What you should do: The line containing "mod shutdown;" marks the end, so write out exactly every line from the top of the entries below through that one.

Data excerpts:
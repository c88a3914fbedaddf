//! Command-line runtime for the `natsline` client.
//!
//! The runtime parses arguments, installs structured telemetry on stderr and
//! runs one broker session: `pub` publishes a single message, `ping` measures
//! a keep-alive round trip, and `sub` prints deliveries until a termination
//! signal arrives or the broker hangs up. Output streams are injected so the
//! runtime can be exercised in-process by tests.

mod cli;
mod errors;
mod output;
mod shutdown;
mod telemetry;

use std::ffi::OsString;
use std::io::Write;
use std::process::ExitCode;
use std::time::{Duration, Instant};

use clap::Parser;
use natsline::{
    Client, ClientConfig, FrameKind, Progress, SubscriptionId, TracingHandler, WaitExit,
};
use tracing::info;

use cli::{Cli, CliCommand};
use errors::AppError;
use output::{MessagePrinter, SharedWriter};
use shutdown::SignalWatcher;

const CLI_TARGET: &str = concat!(env!("CARGO_PKG_NAME"), "::session");

/// Runs the CLI with the given arguments and output streams.
///
/// Message blocks and command results go to `stdout`; errors go to `stderr`.
#[must_use]
pub fn run<I, W, E>(args: I, stdout: W, mut stderr: E) -> ExitCode
where
    I: IntoIterator<Item = OsString>,
    W: Write + Send + 'static,
    E: Write,
{
    let out = SharedWriter::new(stdout);
    match execute(args, &out) {
        Ok(()) => ExitCode::SUCCESS,
        Err(AppError::CliUsage(error)) => {
            let rendered = error.render().to_string();
            if error.use_stderr() {
                drop(write!(stderr, "{rendered}"));
            } else {
                drop(out.line(rendered.trim_end()));
            }
            ExitCode::from(u8::try_from(error.exit_code()).unwrap_or(2))
        }
        Err(error) => {
            drop(writeln!(stderr, "natsline: {error}"));
            ExitCode::FAILURE
        }
    }
}

fn execute<I, W>(args: I, out: &SharedWriter<W>) -> Result<(), AppError>
where
    I: IntoIterator<Item = OsString>,
    W: Write + Send + 'static,
{
    let cli = Cli::try_parse_from(args).map_err(AppError::CliUsage)?;
    telemetry::initialise(&cli.log_filter, cli.log_format)?;
    let config = cli.connection.to_config()?;
    match cli.command {
        CliCommand::Sub {
            subject,
            group,
            sid,
        } => subscribe(config, &subject, group.as_deref(), sid, out),
        CliCommand::Pub {
            subject,
            message,
            reply_to,
        } => publish(config, &subject, &message, reply_to.as_deref(), out),
        CliCommand::Ping => ping(config, out),
    }
}

fn subscribe<W>(
    config: ClientConfig,
    subject: &str,
    group: Option<&str>,
    sid: Option<String>,
    out: &SharedWriter<W>,
) -> Result<(), AppError>
where
    W: Write + Send + 'static,
{
    let mut client = Client::connect_with(config, MessagePrinter::new(out.clone()))?;
    let watcher = SignalWatcher::spawn(client.stop_handle())?;
    let outcome = client
        .subscribe(subject, group, sid.map(SubscriptionId::new))
        .and_then(|subscribed| {
            info!(target: CLI_TARGET, sid = %subscribed, subject, "listening");
            client.wait()
        });
    drop(watcher);
    client.finish();
    match outcome? {
        WaitExit::Stopped => Ok(()),
        WaitExit::ConnectionClosed => Err(AppError::ConnectionClosed),
    }
}

fn publish<W: Write>(
    config: ClientConfig,
    subject: &str,
    message: &str,
    reply_to: Option<&str>,
    out: &SharedWriter<W>,
) -> Result<(), AppError> {
    let mut client = Client::connect_with(config, TracingHandler)?;
    let outcome = client.publish(subject, message, reply_to);
    client.finish();
    outcome?;
    out.line(&format!("published {} bytes to {subject}", message.len()))
        .map_err(AppError::Output)
}

fn ping<W: Write>(config: ClientConfig, out: &SharedWriter<W>) -> Result<(), AppError> {
    let mut client = Client::connect_with(config, TracingHandler)?;
    let outcome = await_pong(&mut client);
    client.finish();
    let elapsed = outcome?;
    out.line(&format!("PONG in {} ms", elapsed.as_millis()))
        .map_err(AppError::Output)
}

fn await_pong(client: &mut Client) -> Result<Duration, AppError> {
    let timeout = client.config().timeout();
    let started = Instant::now();
    client.ping()?;
    loop {
        match client.process_next()? {
            Progress::Handled(FrameKind::Pong) => return Ok(started.elapsed()),
            Progress::Closed => return Err(AppError::ConnectionClosed),
            _ if started.elapsed() >= timeout => {
                return Err(AppError::PongTimeout {
                    seconds: timeout.as_secs(),
                });
            }
            _ => {}
        }
    }
}

#[cfg(test)]
mod tests;
//! Wire codec for the natsline publish/subscribe protocol.
//!
//! The protocol is line oriented: every control frame is a single
//! CRLF-terminated line whose first token names the operation. The one
//! exception is `MSG`, whose header line declares a byte count that is
//! followed by exactly that many payload bytes and a trailing CRLF.
//!
//! This crate owns both directions of the mapping:
//!
//! - [`encode`] turns client commands (`CONNECT`, `PUB`, `SUB`, `UNSUB`,
//!   `PING`, `PONG`) into the bytes written to the socket.
//! - [`decode_line`] classifies one inbound line, and [`FrameReader`] drives
//!   a blocking [`std::io::BufRead`] source to produce whole
//!   [`InboundFrame`]s, distinguishing read timeouts from a closed
//!   connection.
//!
//! The JSON documents exchanged during the handshake are modelled by
//! [`ConnectOptions`] and [`ServerInfo`].

pub mod encode;
mod error;
mod frame;
mod options;
mod reader;

pub use encode::{
    PING, PONG, encode_connect, encode_publish, encode_subscribe, encode_unsubscribe,
    validate_token,
};
pub use error::{TokenKind, WireError};
pub use frame::{
    DecodedLine, FrameKind, InboundFrame, Message, MessageHeader, SubscriptionId, decode_line,
};
pub use options::{ConnectOptions, ServerInfo};
pub use reader::{FrameReader, ReadOutcome};

/// Terminator appended to every protocol line and payload.
pub const CRLF: &[u8] = b"\r\n";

Written answer:
repository c88a3914fbedaddf
//! Command-line runtime for the `natsline` client.
//!
//! The runtime parses arguments, installs structured telemetry on stderr and
//! runs one broker session: `pub` publishes a single message, `ping` measures
//! a keep-alive round trip, and `sub` prints deliveries until a termination
//! signal arrives or the broker hangs up. Output streams are injected so the
//! runtime can be exercised in-process by tests.

mod cli;
mod errors;
mod output;
mod shutdown;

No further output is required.